What the task asks | Every line with "OutputConflict" in it should be copied from the data.

--- --- ---

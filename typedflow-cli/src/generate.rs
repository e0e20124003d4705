//! Generator driver
//!
//! Runs the pipeline for one file or a directory of files and writes the
//! results. Output is written to a temporary file in the target directory
//! and renamed over the target only once everything succeeded.

use crate::config::GeneratorConfig;
use crate::emit::{render, TemplateContext};
use crate::error::{GenerateError, Result};
use crate::records::extract_records;
use crate::registry::{has_marked_registry, locate_registry};
use crate::signature::{resolve_records, WorkflowRecord};
use crate::source::{parse_source, read_source, SourceFile};
use std::collections::HashMap;
use std::fs;
use std::io::{self, Write};
use std::path::{Path, PathBuf};
use walkdir::{DirEntry, WalkDir};

/// Rendered output of one input file
#[derive(Debug)]
pub struct Generated {
    pub code: String,
    pub records: Vec<WorkflowRecord>,
}

/// Whether a `--check` run found the output current
#[derive(Debug, Clone, Copy, PartialEq, Eq)]
pub enum CheckOutcome {
    UpToDate,
    Stale,
    Missing,
}

/// Resolve the records of a parsed file without rendering
pub fn resolve(source: &SourceFile) -> Result<Vec<WorkflowRecord>> {
    let registry = locate_registry(source)?;
    let raw = extract_records(&registry)?;
    let records = resolve_records(source, &raw)?;

    if records.is_empty() {
        tracing::warn!(
            registry = %registry.ident,
            path = %source.path.display(),
            "registry has no resolvable workflows, generating an empty file"
        );
    }
    Ok(records)
}

/// Run the whole pipeline on a parsed file
pub fn generate_source(source: &SourceFile) -> Result<Generated> {
    let records = resolve(source)?;
    let code = render(&TemplateContext::new(source, &records))?;
    Ok(Generated { code, records })
}

/// Run the pipeline on in-memory text; `path` names the file in the output
pub fn generate_text(path: &Path, text: &str) -> Result<Generated> {
    generate_source(&parse_source(path, text)?)
}

/// Generate for one input and write the output
pub fn generate_file(config: &GeneratorConfig) -> Result<Generated> {
    tracing::debug!(input = %config.input.display(), output = %config.output.display(), "generating");
    let generated = generate_source(&read_source(&config.input)?)?;
    write_atomic(&config.output, &generated.code)?;
    Ok(generated)
}

/// Render for one input and compare with what is on disk
pub fn check_file(config: &GeneratorConfig) -> Result<CheckOutcome> {
    let generated = generate_source(&read_source(&config.input)?)?;

    let outcome = match fs::read_to_string(&config.output) {
        Ok(existing) if existing == generated.code => CheckOutcome::UpToDate,
        Ok(_) => CheckOutcome::Stale,
        Err(err) if err.kind() == io::ErrorKind::NotFound => CheckOutcome::Missing,
        Err(source) => {
            return Err(GenerateError::InputRead {
                path: config.output.clone(),
                source,
            })
        }
    };
    tracing::debug!(output = %config.output.display(), ?outcome, "checked");
    Ok(outcome)
}

/// Files under `dir` declaring a `#[workflow_registry]`, each with its default output
///
/// Fails with `OutputConflict` when two inputs would share an output.
pub fn plan_directory(dir: &Path, debug: bool) -> Result<Vec<GeneratorConfig>> {
    let mut configs = Vec::new();
    let mut outputs: HashMap<PathBuf, PathBuf> = HashMap::new();

    let mut entries: Vec<PathBuf> = WalkDir::new(dir)
        .into_iter()
        .filter_entry(|e| e.depth() == 0 || !is_skipped_dir(e))
        .filter_map(|e| match e {
            Ok(entry) => Some(entry),
            Err(err) => {
                tracing::warn!(error = %err, "skipping unreadable entry");
                None
            }
        })
        .filter(|e| e.file_type().is_file())
        .map(|e| e.into_path())
        .filter(|p| p.extension().map(|ext| ext == "rs").unwrap_or(false))
        .collect();
    entries.sort();

    for path in entries {
        let text = fs::read_to_string(&path).map_err(|source| GenerateError::InputRead {
            path: path.clone(),
            source,
        })?;
        if !text.contains("workflow_registry") {
            continue;
        }
        if !has_marked_registry(&parse_source(&path, &text)?) {
            continue;
        }

        let config = GeneratorConfig::for_input(path, debug);
        if let Some(first) = outputs.get(&config.output) {
            return Err(GenerateError::OutputConflict {
                first: first.clone(),
                second: config.input,
                output: config.output,
            });
        }
        outputs.insert(config.output.clone(), config.input.clone());
        configs.push(config);
    }

    tracing::debug!(dir = %dir.display(), inputs = configs.len(), "planned directory");
    Ok(configs)
}

/// Build output and hidden directories never hold registries
fn is_skipped_dir(entry: &DirEntry) -> bool {
    if !entry.file_type().is_dir() {
        return false;
    }
    let name = entry.file_name().to_string_lossy();
    name == "target" || name.starts_with('.')
}

/// Generate every registry under `dir`
///
/// Everything is rendered before the first file is written, so a failing
/// input leaves all outputs untouched.
pub fn generate_directory(dir: &Path, debug: bool) -> Result<Vec<(GeneratorConfig, Generated)>> {
    let mut results = Vec::new();
    for config in plan_directory(dir, debug)? {
        let generated = generate_source(&read_source(&config.input)?)?;
        results.push((config, generated));
    }

    for (config, generated) in &results {
        write_atomic(&config.output, &generated.code)?;
    }
    Ok(results)
}

/// Write `contents` to `path` through a temporary file in the same directory
pub fn write_atomic(path: &Path, contents: &str) -> Result<()> {
    let dir = match path.parent() {
        Some(dir) if !dir.as_os_str().is_empty() => dir,
        _ => Path::new("."),
    };
    let write_error = |source: std::io::Error| GenerateError::OutputWrite {
        path: path.to_path_buf(),
        source,
    };

    let mut file = tempfile::Builder::new()
        .prefix(".typedflow-")
        .suffix(".tmp")
        .tempfile_in(dir)
        .map_err(write_error)?;
    file.write_all(contents.as_bytes()).map_err(write_error)?;
    file.as_file().sync_all().map_err(write_error)?;
    file.persist(path).map_err(|err| write_error(err.error))?;

    tracing::debug!(path = %path.display(), bytes = contents.len(), "wrote generated file");
    Ok(())
}

#[cfg(test)]
mod tests {
    use super::*;
    use pretty_assertions::assert_eq;

    const WORKFLOWS: &str = r#"
use typedflow::{FrameworkError, Workflow, WorkflowContext};

#[typedflow::workflow_registry]
pub static WORKFLOWS: &[Workflow] = &[
    Workflow { name: "sayHello", description: "greets", func: &hello_workflow },
];

pub async fn hello_workflow(_ctx: WorkflowContext, name: String) -> Result<Response, FrameworkError> {
    Ok(Response { res: name })
}
"#;

    fn no_temp_files(dir: &Path) -> bool {
        fs::read_dir(dir)
            .unwrap()
            .filter_map(|e| e.ok())
            .all(|e| !e.file_name().to_string_lossy().ends_with(".tmp"))
    }

    #[test]
    fn test_generate_file_writes_next_to_input() {
        let dir = tempfile::tempdir().unwrap();
        let input = dir.path().join("workflows.rs");
        fs::write(&input, WORKFLOWS).unwrap();

        let config = GeneratorConfig::for_input(input, false);
        let generated = generate_file(&config).unwrap();

        let written = fs::read_to_string(dir.path().join("workflow_results_gen.rs")).unwrap();
        assert_eq!(written, generated.code);
        assert_eq!(generated.records.len(), 1);
        assert!(no_temp_files(dir.path()));
    }

    #[test]
    fn test_failure_leaves_existing_output_untouched() {
        let dir = tempfile::tempdir().unwrap();
        let input = dir.path().join("workflows.rs");
        let output = dir.path().join("workflow_results_gen.rs");
        fs::write(&input, WORKFLOWS.replace("&hello_workflow", "&missing")).unwrap();
        fs::write(&output, "// previous\n").unwrap();

        let config = GeneratorConfig::for_input(input, false);
        let err = generate_file(&config).unwrap_err();

        assert!(matches!(err, GenerateError::UnresolvedFunction { .. }));
        assert_eq!(fs::read_to_string(&output).unwrap(), "// previous\n");
        assert!(no_temp_files(dir.path()));
    }

    #[test]
    fn test_check_file() {
        let dir = tempfile::tempdir().unwrap();
        let input = dir.path().join("workflows.rs");
        fs::write(&input, WORKFLOWS).unwrap();
        let config = GeneratorConfig::for_input(input, false);

        assert_eq!(check_file(&config).unwrap(), CheckOutcome::Missing);
        generate_file(&config).unwrap();
        assert_eq!(check_file(&config).unwrap(), CheckOutcome::UpToDate);
        fs::write(&config.output, "// edited\n").unwrap();
        assert_eq!(check_file(&config).unwrap(), CheckOutcome::Stale);
    }

    #[test]
    fn test_check_file_reports_unreadable_output() {
        let dir = tempfile::tempdir().unwrap();
        let input = dir.path().join("workflows.rs");
        fs::write(&input, WORKFLOWS).unwrap();
        let config = GeneratorConfig::for_input(input, false);
        fs::create_dir(&config.output).unwrap();

        match check_file(&config) {
            Err(GenerateError::InputRead { path, .. }) => assert_eq!(path, config.output),
            other => panic!("expected read error, got {:?}", other),
        }
    }

    #[test]
    fn test_empty_registry_generates_header_only() {
        let generated = generate_text(
            Path::new("workflows.rs"),
            "#[workflow_registry]\nstatic WORKFLOWS: &[Workflow] = &[];",
        )
        .unwrap();
        assert!(generated.records.is_empty());
        assert!(generated.code.starts_with("// Code generated by typedflow from workflows.rs."));
        assert!(!generated.code.contains("pub async fn"));
    }

    #[test]
    fn test_directory_mode() {
        let dir = tempfile::tempdir().unwrap();
        let billing = dir.path().join("billing");
        fs::create_dir(&billing).unwrap();
        fs::write(dir.path().join("workflows.rs"), WORKFLOWS).unwrap();
        fs::write(billing.join("mod.rs"), WORKFLOWS).unwrap();
        fs::write(dir.path().join("lib.rs"), "pub mod billing;\npub mod workflows;\n").unwrap();

        let results = generate_directory(dir.path(), false).unwrap();
        assert_eq!(results.len(), 2);
        assert!(billing.join("workflow_results_gen.rs").exists());
        assert!(dir.path().join("workflow_results_gen.rs").exists());

        let billing_code = fs::read_to_string(billing.join("workflow_results_gen.rs")).unwrap();
        assert!(billing_code.contains("registered in `billing`"));
    }

    #[test]
    fn test_directory_mode_skips_target_and_hidden_dirs() {
        let dir = tempfile::tempdir().unwrap();
        let target = dir.path().join("target").join("debug");
        let hidden = dir.path().join(".cache");
        fs::create_dir_all(&target).unwrap();
        fs::create_dir_all(&hidden).unwrap();
        fs::write(dir.path().join("workflows.rs"), WORKFLOWS).unwrap();
        fs::write(target.join("workflows.rs"), WORKFLOWS).unwrap();
        fs::write(hidden.join("workflows.rs"), WORKFLOWS).unwrap();

        let configs = plan_directory(dir.path(), false).unwrap();
        let inputs: Vec<PathBuf> = configs.into_iter().map(|c| c.input).collect();
        assert_eq!(inputs, vec![dir.path().join("workflows.rs")]);
    }

    #[test]
    fn test_directory_output_conflict() {
        let dir = tempfile::tempdir().unwrap();
        fs::write(dir.path().join("a.rs"), WORKFLOWS).unwrap();
        fs::write(dir.path().join("b.rs"), WORKFLOWS).unwrap();

        match generate_directory(dir.path(), false) {
            Err(GenerateError::OutputConflict { first, second, output }) => {
                assert_eq!(first, dir.path().join("a.rs"));
                assert_eq!(second, dir.path().join("b.rs"));
                assert_eq!(output, dir.path().join("workflow_results_gen.rs"));
            }
            other => panic!("expected conflict, got {:?}", other.map(|r| r.len())),
        }
        assert!(!dir.path().join("workflow_results_gen.rs").exists());
    }
}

--- --- ---

Solution |
/// Fails with `OutputConflict` when two inputs would share an output.
            return Err(GenerateError::OutputConflict {
            Err(GenerateError::OutputConflict { first, second, output }) => {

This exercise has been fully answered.